According to the first source quoted above, the government “felt that the commission had often caused needless embarrassment”, and that chairman Kathiria had “on several occasions overstepped his brief”.

In January 2021, Kathiria announced a national ‘Kamdhenu Gau Vigyan Prachar Prasar Exam’, which drew much criticism and was cancelled after the animal husbandry department said the Aayog had “no mandate” to conduct it.

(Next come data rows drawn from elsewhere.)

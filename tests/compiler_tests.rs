//! End-to-end compilations through the public API.
//!
//! The emitted IR is checked textually; running it through opt/clang++ is
//! the CLI's job and needs the external toolchain, so these tests stop at
//! the verified module.

use larkc::{compile_to_ir, ErrorType};

#[test]
fn bare_number_program() {
    let (ir, warnings) = compile_to_ir("42").unwrap();

    assert!(ir.contains("define i64 @main()"));
    assert!(ir.contains("ret i64 0"));
    assert!(warnings.is_empty());
}

#[test]
fn hello_version_print() {
    let (ir, _) = compile_to_ir("[fprint \"V: %d\\n\" 2025]").unwrap();

    assert!(ir.contains("c\"V: %d\\0A\\00\""));
    assert!(ir.contains("call i64 (ptr, ...) @printf(ptr @.str, i64 2025)"));
}

#[test]
fn arithmetic_into_variable_and_print() {
    let (ir, _) = compile_to_ir("[var x (+ 100 1)] [fprint \"X: %d\\n\" x]").unwrap();

    assert!(ir.contains("add i8 100, 1"));
    assert!(ir.contains("zext i8"));
    assert!(ir.contains("@printf"));
}

#[test]
fn countdown_loop() {
    let program = "[var a 10] [while (> a 0) [scope [set a (- a 1)] [fprint \"%d \" a]]]";
    let (ir, _) = compile_to_ir(program).unwrap();

    assert!(ir.contains("while.cond:"));
    assert!(ir.contains("icmp sgt i64"));
    assert!(ir.contains("sub i64"));
    assert!(ir.contains("br label %while.cond"));
}

#[test]
fn function_definition_and_call() {
    let program = "[func square ((first !int)) -> !int (* first first)] [fprint \"%d\\n\" (square 10)]";
    let (ir, _) = compile_to_ir(program).unwrap();

    assert!(ir.contains("define i64 @square(i64 %a0)"));
    assert!(ir.contains("mul i64"));
    assert!(ir.contains("call i64 @square(i64 10)"));
}

#[test]
fn writing_a_constant_is_a_compile_error() {
    let err = compile_to_ir("[const PI 3.14] [set PI 3.0]").unwrap_err();

    assert_eq!(err.error_type, ErrorType::Rule);
    assert!(err.msg.contains("PI"));
}

#[test]
fn every_emitted_block_is_terminated() {
    // A program exercising every control-flow construct still verifies
    let program = "\
        [var a 0] \
        [for (var i 0) (< i 10) (set i (+ i 1)) \
            [scope \
                (check (> i 5) (break) 0) \
                [if (> i 2) [set a (+ a 2)] elif (> i 1) [set a (+ a 1)] else [set a 0]] \
                [while (> a 10) (set a (- a 1))] \
            ] \
        ] \
        [loop (break)]";

    // Codegen runs its own verifier before returning, so Ok means every
    // block got exactly one terminator and every phi matched its preds
    assert!(compile_to_ir(program).is_ok());
}

#[test]
fn deterministic_output_for_a_fixed_program() {
    let program = "[func twice ((n !int)) -> !int (* n 2)] [fprint \"%d\" (twice 21)]";

    let (first, _) = compile_to_ir(program).unwrap();
    let (second, _) = compile_to_ir(program).unwrap();

    assert_eq!(first, second);
}

#[test]
fn compile_errors_leave_no_partial_module() {
    // All-or-nothing: an error mid-program yields Err, never partial IR
    let result = compile_to_ir("[var ok 1] [set missing 2]");
    assert!(result.is_err());
}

For the exam, the commission’s official website released 54 pages of “reference material” on topics such as Indian cows’ “superiority” over foreign breeds, including in showing “emotions”, the benefits of cow dung, etc. The commission’s website is now non-functional.

“First, the commission announced its ‘indigenous cow science’ examination and, after widespread criticism about its promotion of unsubstantiated claims, it was forced to cancel it by the animal husbandry department, which also said the Aayog had ‘no mandate’ to conduct the exam. These issues affect India’s image internationally,” said a senior official.

Kathiria, during his tenure, also made several controversial statements. In one, he said: “Cow is full of science… If we talk about the $5 trillion economy, we have 19.42 crore govansh (cattle) in our country, which can play an important role in it. Even if a cow does not give milk, its urine and dung is still precious. If we use those, not only will cows be saved, the entire economy will be on track.”

In October 2020, the chairman made news for unveiling a “cow dung chip”, claiming that it “significantly reduced harmful radiation” emitted by mobile phones.

An official from the ministry under which the commission falls also noted that the Aayog’s work was being done by the Rashtriya Gokul Mission.

“Under the animal husbandry ministry, we already have a Gokul mission, which is tasked with development and conservation of indigenous breeds of cattle and works to improve their genetic makeup. The Rashtriya Kamdhenu Aayog tried to do the same thing — which was not required. It was decided that its responsibilities would be merged with the Gokul mission and the Animal Welfare Board of India,” the senior government official said.

Reached by phone, Kathiria refused to offer a comment on the matter.

However, a source close to Kathiria said “bureaucrats did not allow the commission to operate and all schemes and suggestions were stalled”.